The service notes describe service activities and are intended to be an information source to be used by provider staff, the provider, the common law employer or managing employer, and the Supports Coordinator. This information is used to document that the service is being delivered as required in the ISP.
When an individual is self-directing services through the Vendor Fiscal/Employer Agent model, the common law employer is responsible to ensure service notes are completed. The service notes shall be maintained in the individual’s record by the common law employer. When an individual is self-directing services through the Agency with Choice model, the managing employer or the Agency with Choice organization will ensure that service notes are completed. The service notes shall be maintained in the individual’s and Agency with Choice organization’s records.

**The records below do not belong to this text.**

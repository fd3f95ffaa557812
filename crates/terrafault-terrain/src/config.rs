use std::path::{Path, PathBuf};

use terrafault_core::types::TerrainParams;
use terrafault_core::TerrainError;
use thiserror::Error;

#[derive(Debug, Error)]
pub enum ConfigError {
    #[error("Failed to parse terrain RON: {0}")]
    ParseError(String),
    #[error("Failed to serialize terrain RON: {0}")]
    SerializeError(String),
    #[error("Failed to read {path}: {source}")]
    Io {
        path: PathBuf,
        source: std::io::Error,
    },
    #[error("Invalid terrain config: {0}")]
    Invalid(#[from] TerrainError),
}

/// Parse and validate terrain parameters from a RON string.
/// Omitted fields take their default values.
pub fn load_params_from_str(ron_str: &str) -> Result<TerrainParams, ConfigError> {
    let options = ron::Options::default();
    let params: TerrainParams = options
        .from_str(ron_str)
        .map_err(|e| ConfigError::ParseError(e.to_string()))?;
    params.validate()?;
    Ok(params)
}

/// Read, parse and validate a terrain RON file.
pub fn load_params_from_file(path: &Path) -> Result<TerrainParams, ConfigError> {
    let contents = std::fs::read_to_string(path).map_err(|source| ConfigError::Io {
        path: path.to_path_buf(),
        source,
    })?;
    let params = load_params_from_str(&contents)?;
    log::info!("Loaded terrain config from {}", path.display());
    Ok(params)
}

/// Pretty-print parameters in the format [`load_params_from_str`] reads.
pub fn to_ron_string(params: &TerrainParams) -> Result<String, ConfigError> {
    ron::ser::to_string_pretty(params, ron::ser::PrettyConfig::default())
        .map_err(|e| ConfigError::SerializeError(e.to_string()))
}

#[cfg(test)]
mod tests {
    use super::*;
    use terrafault_core::types::{GridBounds, NormalWeighting};

    #[test]
    fn test_default_file_matches_defaults() {
        let ron = include_str!("../../../data/terrain/default.ron");
        let params = load_params_from_str(ron).expect("should parse");
        assert_eq!(params, TerrainParams::default());
    }

    #[test]
    fn test_rugged_file() {
        let ron = include_str!("../../../data/terrain/rugged.ron");
        let params = load_params_from_str(ron).expect("should parse");
        assert_eq!(params.divisions, 128);
        assert_eq!(params.bounds, GridBounds::new(-2.0, 2.0, -2.0, 2.0));
        assert_eq!(params.shaping.passes, 1200);
        assert_eq!(params.normal_weighting, NormalWeighting::Area);
    }

    #[test]
    fn test_partial_config_fills_defaults() {
        let ron = include_str!("../../../data/terrain/gentle.ron");
        let params = load_params_from_str(ron).expect("should parse");
        assert_eq!(params.divisions, 32);
        assert_eq!(params.shaping.passes, 100);
        assert_eq!(params.shaping.delta, 0.006);
        assert_eq!(params.shaping.falloff_radius, 0.3);
        assert_eq!(params.bounds, GridBounds::default());
        assert_eq!(params.normal_weighting, NormalWeighting::SquaredArea);
    }

    #[test]
    fn test_partial_bounds_fill_defaults() {
        let params = load_params_from_str("(bounds: (max_x: 3.0))").expect("should parse");
        assert_eq!(params.bounds, GridBounds::new(-1.0, 3.0, -1.0, 1.0));

        let result = load_params_from_str("(bounds: (min_y: 1.0))");
        assert!(matches!(
            result,
            Err(ConfigError::Invalid(TerrainError::DegenerateBounds { .. }))
        ));
    }

    #[test]
    fn test_empty_struct_is_default() {
        let params = load_params_from_str("()").expect("should parse");
        assert_eq!(params, TerrainParams::default());
    }

    #[test]
    fn test_malformed_ron_rejected() {
        let result = load_params_from_str("(divisions: [oops");
        assert!(matches!(result, Err(ConfigError::ParseError(_))));
    }

    #[test]
    fn test_invalid_values_rejected() {
        let result = load_params_from_str("(divisions: 0)");
        assert!(matches!(
            result,
            Err(ConfigError::Invalid(TerrainError::InvalidDivisions(0)))
        ));

        let result = load_params_from_str(
            "(bounds: (min_x: 1.0, max_x: -1.0, min_y: -1.0, max_y: 1.0))",
        );
        assert!(matches!(
            result,
            Err(ConfigError::Invalid(TerrainError::DegenerateBounds { .. }))
        ));
    }

    #[test]
    fn test_ron_roundtrip() {
        let params = TerrainParams {
            divisions: 7,
            normal_weighting: NormalWeighting::Area,
            ..TerrainParams::default()
        };
        let text = to_ron_string(&params).expect("should serialize");
        let back = load_params_from_str(&text).expect("should parse");
        assert_eq!(back, params);
    }

    #[test]
    fn test_missing_file() {
        let result = load_params_from_file(Path::new("/nonexistent/terrain.ron"));
        assert!(matches!(result, Err(ConfigError::Io { .. })));
    }
}
use thiserror::Error;

/// Grid axis named in bounds validation errors.
#[derive(Debug, Clone, Copy, PartialEq, Eq)]
pub enum Axis {
    X,
    Y,
}

impl std::fmt::Display for Axis {
    fn fmt(&self, f: &mut std::fmt::Formatter<'_>) -> std::fmt::Result {
        match self {
            Axis::X => f.write_str("x"),
            Axis::Y => f.write_str("y"),
        }
    }
}

/// Errors raised while validating terrain parameters at construction.
#[derive(Debug, Clone, PartialEq, Error)]
pub enum TerrainError {
    #[error("grid divisions must be at least 1, got {0}")]
    InvalidDivisions(u32),

    #[error("degenerate {axis} bounds: min {min} must be less than max {max}")]
    DegenerateBounds { axis: Axis, min: f32, max: f32 },

    #[error("grid bounds must be finite")]
    NonFiniteBounds,

    #[error("falloff radius must be positive and finite, got {0}")]
    InvalidFalloffRadius(f32),

    #[error("shaping parameter '{name}' must be finite, got {value}")]
    NonFiniteParameter { name: &'static str, value: f32 },

    #[error("decay exponent must be non-negative, got {0}")]
    NegativeDecay(f32),

    #[error("{passes} passes of delta {delta} overflow the elevation range")]
    DisplacementOverflow { delta: f32, passes: u32 },

    #[error("grid with {0} divisions exceeds the u32 vertex index range")]
    GridTooLarge(u32),
}

/// Numeric errors from the vector helpers in [`crate::math`].
#[derive(Debug, Clone, Copy, PartialEq, Eq, Error)]
pub enum MathError {
    #[error("cannot normalize a zero-length or non-finite vector")]
    ZeroLengthVector,
}
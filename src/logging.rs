// Copyright 2025 Chisomo Makombo Sakala
//
// Licensed under the Apache License, Version 2.0 (the "License");
// you may not use this file except in compliance with the License.
// You may obtain a copy of the License at
//
//     http://www.apache.org/licenses/LICENSE-2.0
//
// Unless required by applicable law or agreed to in writing, software
// distributed under the License is distributed on an "AS IS" BASIS,
// WITHOUT WARRANTIES OR CONDITIONS OF ANY KIND, either express or implied.
// See the License for the specific language governing permissions and
// limitations under the License.
use anyhow::Result;
use std::env;
use tracing_appender::non_blocking::WorkerGuard;
use tracing_subscriber::EnvFilter;
use tracing_subscriber::fmt;
use tracing_subscriber::layer::SubscriberExt;
use tracing_subscriber::util::SubscriberInitExt;

/// Environment variable naming a log file to write to instead of stderr.
pub const LOG_FILE_ENV: &str = "PPINDENT_LOG_FILE";

/// Sets up the global tracing subscriber.
///
/// Reads the `PPINDENT_LOG_FILE` env var.
/// - If set, logs to that file. The returned guard must be held until exit
///   so buffered lines get flushed.
/// - If not set, logs to stderr.
///
/// Log level is controlled by the `RUST_LOG` env var (e.g., `RUST_LOG=debug`).
pub fn setup_tracing() -> Result<Option<WorkerGuard>> {
  let env_filter = EnvFilter::try_from_default_env().unwrap_or_else(|_| EnvFilter::new("info"));

  match env::var(LOG_FILE_ENV) {
    Ok(log_file) if !log_file.is_empty() => {
      let file_appender = tracing_appender::rolling::never(".", log_file);
      let (non_blocking_writer, guard) = tracing_appender::non_blocking(file_appender);

      tracing_subscriber::registry()
        .with(env_filter)
        .with(
          fmt::layer()
            .with_writer(non_blocking_writer)
            .with_ansi(false), // No ANSI colors in files
        )
        .try_init()?;

      Ok(Some(guard))
    }
    _ => {
      tracing_subscriber::registry()
        .with(env_filter)
        .with(fmt::layer().with_writer(std::io::stderr))
        .try_init()?;

      Ok(None)
    }
  }
}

Supports Coordinators and Targeted Support Managers document service activities that occur with or on behalf of individuals within one business day of the activity. ODP is aware that various methods are used to document these activities such as logs, electronic notes, and recorded documentation completed during service provision and that this documentation is used to complete the Home and Community Services Information System (HCSIS) service notes. Supports Coordination Organizations and TSM providers will continue to complete HCSIS service notes in accordance with ODP guidance and training. Supports Coordinators and Targeted Support Managers have 7 days from the date of contact to enter their service notes into HCSIS.
Some services require progress notes to be completed periodically. Current ODP regulations, 55 Pa. Code § 51.16 (relating to progress notes) describe progress note requirements. Progress notes are typically an assessment written by a program specialist or other provider staff who conduct routine reviews or oversight of staff or during service monitoring. The documentation will indicate whether there has been progress or lack of progress toward the individual’s desired outcomes as stated in the ISP and documentation of restrictive intervention usage as part of the progress notes are to be completed by provider staff. Because a progress note is completed after the provision of services and submission of billing, it is not a requirement for the submission of a claim.
The bulletin provides detailed information regarding the required information necessary for progress notes. The attachment to the bulletin provides interim technical guidance for Claim and Service Documentation by service type and W code.